// SPDX-License-Identifier: BUSL-1.1
// Copyright (c) 2026 Alfred Jean LLC

// Allow panic!/unwrap/expect in test code
#![cfg_attr(test, allow(clippy::panic))]
#![cfg_attr(test, allow(clippy::unwrap_used))]
#![cfg_attr(test, allow(clippy::expect_used))]

//! gantry-storage: logical file systems, the simple storage service,
//! the cache-through proxy, and the file registry

pub mod client;
pub mod lfs;
pub mod messages;
pub mod proxy;
pub mod registry;
pub mod simple;

use gantry_core::{HostName, PayloadMap, PropertyError, ServiceName};
use gantry_kernel::{Commport, KernelError};
use thiserror::Error;

/// Everything a client needs to talk to a storage service.
#[derive(Debug, Clone)]
pub struct StorageEndpoint {
    pub name: ServiceName,
    pub host: HostName,
    pub port: Commport,
    pub payloads: PayloadMap,
}

#[derive(Debug, Error)]
pub enum StorageError {
    #[error("mounts {a} and {b} overlap on the same service")]
    OverlappingMounts { a: String, b: String },
    #[error("host {host} has no disk mounted at {mount}")]
    NoSuchDisk { host: HostName, mount: String },
    #[error("unknown eviction policy {0:?}")]
    UnknownPolicy(String),
    #[error("proxy {0} has no children")]
    NoChildren(String),
    #[error(transparent)]
    Property(#[from] PropertyError),
    #[error(transparent)]
    Kernel(#[from] KernelError),
}

pub use lfs::{EvictionPolicy, FileMeta, LogicalFileSystem};
pub use proxy::{ProxyLocation, ProxyStorageService};
pub use registry::{FileRegistryService, RegistryEndpoint};
pub use simple::SimpleStorageService;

○ ○ ○

**TASK INSTRUCTIONS**
Which lines of the data contain the word "registry"? Copy each one.

**REPLY TO THE TASK**
//! the cache-through proxy, and the file registry
pub mod registry;
pub use registry::{FileRegistryService, RegistryEndpoint};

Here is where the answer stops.